- Stored items:
····················

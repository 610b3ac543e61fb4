//! The frame loop.
//!
//! ```text
//! loop {
//!     frame    = source.next_frame()        // blocks
//!     decision = engine.process(frame)      // mask → slices → policy → trail
//!     overlay  = render(frame, decision)    // kept for snapshots
//!     sink.send(decision)                   // hand-off to the actuator side
//!     control.poll(wait)                    // quit / snapshot
//! }
//! ```
//!
//! Single-threaded; stopping is cooperative and checked once per frame. The
//! source is owned by [`Runner::run`] and dropped on every exit path.

use std::fmt;
use std::path::PathBuf;
use std::time::Duration;

use image::RgbImage;

use crate::config::Config;
use crate::control::{ControlInput, ControlSignal};
use crate::decision::{Command, DecisionRecord};
use crate::engine::DecisionEngine;
use crate::error::{Error, Result};
use crate::render::{OverlayStyle, render_overlay};
use crate::sink::CommandSink;
use crate::snapshot::save_snapshot;
use crate::source::FrameSource;

/// Why the loop ended
#[derive(Clone, Debug, PartialEq, Eq)]
pub enum StopReason {
    /// Source ran out of frames
    EndOfStream,
    /// Operator asked to quit
    Quit,
    /// Configured frame count reached
    FrameLimit,
    /// Frame grab failed more often than the retry policy allows
    GrabFailure(String),
}

impl fmt::Display for StopReason {
    fn fmt(&self, f: &mut fmt::Formatter<'_>) -> fmt::Result {
        match self {
            StopReason::EndOfStream => write!(f, "end of stream"),
            StopReason::Quit => write!(f, "quit requested"),
            StopReason::FrameLimit => write!(f, "frame limit reached"),
            StopReason::GrabFailure(reason) => write!(f, "frame grab failed: {}", reason),
        }
    }
}

/// Totals for one run
#[derive(Clone, Debug, PartialEq, Eq)]
pub struct RunSummary {
    /// Frames that went through the pipeline
    pub frames_processed: u64,
    /// Snapshots written
    pub snapshots_saved: u64,
    /// Why the loop ended
    pub stop_reason: StopReason,
    /// Final decision, if any
    pub last_record: Option<DecisionRecord>,
    left: u64,
    forward: u64,
    right: u64,
}

impl RunSummary {
    fn new() -> Self {
        Self {
            frames_processed: 0,
            snapshots_saved: 0,
            stop_reason: StopReason::EndOfStream,
            last_record: None,
            left: 0,
            forward: 0,
            right: 0,
        }
    }

    fn record(&mut self, record: &DecisionRecord) {
        self.frames_processed += 1;
        match record.command {
            Command::Left => self.left += 1,
            Command::Forward => self.forward += 1,
            Command::Right => self.right += 1,
        }
        self.last_record = Some(*record);
    }

    /// How many frames produced `command`
    pub fn count(&self, command: Command) -> u64 {
        match command {
            Command::Left => self.left,
            Command::Forward => self.forward,
            Command::Right => self.right,
        }
    }
}

/// Drives the engine from a source to a sink
pub struct Runner {
    engine: DecisionEngine,
    style: OverlayStyle,
    snapshot_path: PathBuf,
    poll_wait: Duration,
    max_grab_retries: u32,
    max_frames: u64,
    last_render: Option<RgbImage>,
}

impl Runner {
    /// Build a runner from validated configuration.
    pub fn new(config: &Config) -> Result<Self> {
        config.validate()?;
        Ok(Self {
            engine: DecisionEngine::from_config(config)?,
            style: OverlayStyle::from_config(&config.overlay),
            snapshot_path: config.snapshot_path(),
            poll_wait: Duration::from_millis(config.control.poll_interval_ms),
            max_grab_retries: config.control.max_grab_retries,
            max_frames: config.control.max_frames,
            last_render: None,
        })
    }

    /// The decision engine and its trail
    pub fn engine(&self) -> &DecisionEngine {
        &self.engine
    }

    /// Most recently rendered overlay
    pub fn last_render(&self) -> Option<&RgbImage> {
        self.last_render.as_ref()
    }

    /// Where snapshots are written
    pub fn snapshot_path(&self) -> &std::path::Path {
        &self.snapshot_path
    }

    /// Run until the source ends, the operator quits, the frame limit is hit
    /// or grabbing fails past the retry budget.
    ///
    /// Sink errors abort the run and are returned.
    pub fn run(
        &mut self,
        mut source: Box<dyn FrameSource>,
        sink: &mut dyn CommandSink,
        control: &mut dyn ControlInput,
    ) -> Result<RunSummary> {
        log::info!("Frame loop started on {}", source.name());

        let mut summary = RunSummary::new();
        let mut consecutive_failures = 0u32;

        let stop_reason = loop {
            if self.max_frames > 0 && summary.frames_processed >= self.max_frames {
                break StopReason::FrameLimit;
            }

            let frame = match source.next_frame() {
                Ok(frame) => {
                    consecutive_failures = 0;
                    frame
                }
                Err(Error::EndOfStream) => break StopReason::EndOfStream,
                Err(e @ (Error::FrameGrab(_) | Error::InvalidFrame(_))) => {
                    consecutive_failures += 1;
                    if consecutive_failures > self.max_grab_retries {
                        log::error!("Failed to grab frame: {}", e);
                        break StopReason::GrabFailure(e.to_string());
                    }
                    log::warn!(
                        "Failed to grab frame ({}/{} retries): {}",
                        consecutive_failures,
                        self.max_grab_retries,
                        e
                    );
                    continue;
                }
                Err(e) => return Err(e),
            };

            let (analysis, record) = self.engine.process(&frame);
            self.last_render = Some(render_overlay(
                &frame,
                &analysis,
                self.engine.history(),
                &self.style,
            ));

            sink.send(&record)?;
            summary.record(&record);

            match control.poll(self.poll_wait) {
                Some(ControlSignal::Quit) => break StopReason::Quit,
                Some(ControlSignal::Snapshot) => {
                    if self.snapshot() {
                        summary.snapshots_saved += 1;
                    }
                }
                None => {}
            }
        };

        log::info!(
            "Frame loop stopped after {} frames: {}",
            summary.frames_processed,
            stop_reason
        );
        summary.stop_reason = stop_reason;
        drop(source);
        Ok(summary)
    }

    /// Save the last rendered overlay. Returns false when nothing has been
    /// rendered yet or the write failed; write failures are logged, not fatal.
    fn snapshot(&self) -> bool {
        let Some(image) = &self.last_render else {
            log::warn!("Snapshot requested before any frame was rendered");
            return false;
        };
        match save_snapshot(image, &self.snapshot_path) {
            Ok(()) => true,
            Err(e) => {
                log::error!("Failed to save snapshot: {}", e);
                false
            }
        }
    }
}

····················

- Task objective: Every entry must be printed again, exactly as it reads.

- Output below:
repository 610b3ac543e61fb4
//! The frame loop.
//!
//! ```text
//! loop {
//!     frame    = source.next_frame()        // blocks
//!     decision = engine.process(frame)      // mask → slices → policy → trail
//!     overlay  = render(frame, decision)    // kept for snapshots
//!     sink.send(decision)                   // hand-off to the actuator side
//!     control.poll(wait)                    // quit / snapshot
//! }
//! ```
//!
//! Single-threaded; stopping is cooperative and checked once per frame. The
//! source is owned by [`Runner::run`] and dropped on every exit path.

use std::fmt;
use std::path::PathBuf;
use std::time::Duration;

use image::RgbImage;

use crate::config::Config;
use crate::control::{ControlInput, ControlSignal};
use crate::decision::{Command, DecisionRecord};
use crate::engine::DecisionEngine;
use crate::error::{Error, Result};
use crate::render::{OverlayStyle, render_overlay};
use crate::sink::CommandSink;
use crate::snapshot::save_snapshot;
use crate::source::FrameSource;

/// Why the loop ended
#[derive(Clone, Debug, PartialEq, Eq)]
pub enum StopReason {
    /// Source ran out of frames
    EndOfStream,
    /// Operator asked to quit
    Quit,
    /// Configured frame count reached
    FrameLimit,
    /// Frame grab failed more often than the retry policy allows
    GrabFailure(String),
}

impl fmt::Display for StopReason {
    fn fmt(&self, f: &mut fmt::Formatter<'_>) -> fmt::Result {
        match self {
            StopReason::EndOfStream => write!(f, "end of stream"),
            StopReason::Quit => write!(f, "quit requested"),
            StopReason::FrameLimit => write!(f, "frame limit reached"),
            StopReason::GrabFailure(reason) => write!(f, "frame grab failed: {}", reason),
        }
    }
}

/// Totals for one run
#[derive(Clone, Debug, PartialEq, Eq)]
pub struct RunSummary {
    /// Frames that went through the pipeline
    pub frames_processed: u64,
    /// Snapshots written
    pub snapshots_saved: u64,
    /// Why the loop ended
    pub stop_reason: StopReason,
    /// Final decision, if any
    pub last_record: Option<DecisionRecord>,
    left: u64,
    forward: u64,
    right: u64,
}

impl RunSummary {
    fn new() -> Self {
        Self {
            frames_processed: 0,
            snapshots_saved: 0,
            stop_reason: StopReason::EndOfStream,
            last_record: None,
            left: 0,
            forward: 0,
            right: 0,
        }
    }

    fn record(&mut self, record: &DecisionRecord) {
        self.frames_processed += 1;
        match record.command {
            Command::Left => self.left += 1,
            Command::Forward => self.forward += 1,
            Command::Right => self.right += 1,
        }
        self.last_record = Some(*record);
    }

    /// How many frames produced `command`
    pub fn count(&self, command: Command) -> u64 {
        match command {
            Command::Left => self.left,
            Command::Forward => self.forward,
            Command::Right => self.right,
        }
    }
}

/// Drives the engine from a source to a sink
pub struct Runner {
    engine: DecisionEngine,
    style: OverlayStyle,
    snapshot_path: PathBuf,
    poll_wait: Duration,
    max_grab_retries: u32,
    max_frames: u64,
    last_render: Option<RgbImage>,
}

impl Runner {
    /// Build a runner from validated configuration.
    pub fn new(config: &Config) -> Result<Self> {
        config.validate()?;
        Ok(Self {
            engine: DecisionEngine::from_config(config)?,
            style: OverlayStyle::from_config(&config.overlay),
            snapshot_path: config.snapshot_path(),
            poll_wait: Duration::from_millis(config.control.poll_interval_ms),
            max_grab_retries: config.control.max_grab_retries,
            max_frames: config.control.max_frames,
            last_render: None,
        })
    }

    /// The decision engine and its trail
    pub fn engine(&self) -> &DecisionEngine {
        &self.engine
    }

    /// Most recently rendered overlay
    pub fn last_render(&self) -> Option<&RgbImage> {
        self.last_render.as_ref()
    }

    /// Where snapshots are written
    pub fn snapshot_path(&self) -> &std::path::Path {
        &self.snapshot_path
    }

    /// Run until the source ends, the operator quits, the frame limit is hit
    /// or grabbing fails past the retry budget.
    ///
    /// Sink errors abort the run and are returned.
    pub fn run(
        &mut self,
        mut source: Box<dyn FrameSource>,
        sink: &mut dyn CommandSink,
        control: &mut dyn ControlInput,
    ) -> Result<RunSummary> {
        log::info!("Frame loop started on {}", source.name());

        let mut summary = RunSummary::new();
        let mut consecutive_failures = 0u32;

        let stop_reason = loop {
            if self.max_frames > 0 && summary.frames_processed >= self.max_frames {
                break StopReason::FrameLimit;
            }

            let frame = match source.next_frame() {
                Ok(frame) => {
                    consecutive_failures = 0;
                    frame
                }
                Err(Error::EndOfStream) => break StopReason::EndOfStream,
                Err(e @ (Error::FrameGrab(_) | Error::InvalidFrame(_))) => {
                    consecutive_failures += 1;
                    if consecutive_failures > self.max_grab_retries {
                        log::error!("Failed to grab frame: {}", e);
                        break StopReason::GrabFailure(e.to_string());
                    }
                    log::warn!(
                        "Failed to grab frame ({}/{} retries): {}",
                        consecutive_failures,
                        self.max_grab_retries,
                        e
                    );
                    continue;
                }
                Err(e) => return Err(e),
            };

            let (analysis, record) = self.engine.process(&frame);
            self.last_render = Some(render_overlay(
                &frame,
                &analysis,
                self.engine.history(),
                &self.style,
            ));

            sink.send(&record)?;
            summary.record(&record);

            match control.poll(self.poll_wait) {
                Some(ControlSignal::Quit) => break StopReason::Quit,
                Some(ControlSignal::Snapshot) => {
                    if self.snapshot() {
                        summary.snapshots_saved += 1;
                    }
                }
                None => {}
            }
        };

        log::info!(
            "Frame loop stopped after {} frames: {}",
            summary.frames_processed,
            stop_reason
        );
        summary.stop_reason = stop_reason;
        drop(source);
        Ok(summary)
    }

    /// Save the last rendered overlay. Returns false when nothing has been
    /// rendered yet or the write failed; write failures are logged, not fatal.
    fn snapshot(&self) -> bool {
        let Some(image) = &self.last_render else {
            log::warn!("Snapshot requested before any frame was rendered");
            return false;
        };
        match save_snapshot(image, &self.snapshot_path) {
            Ok(()) => true,
            Err(e) => {
                log::error!("Failed to save snapshot: {}", e);
                false
            }
        }
    }
}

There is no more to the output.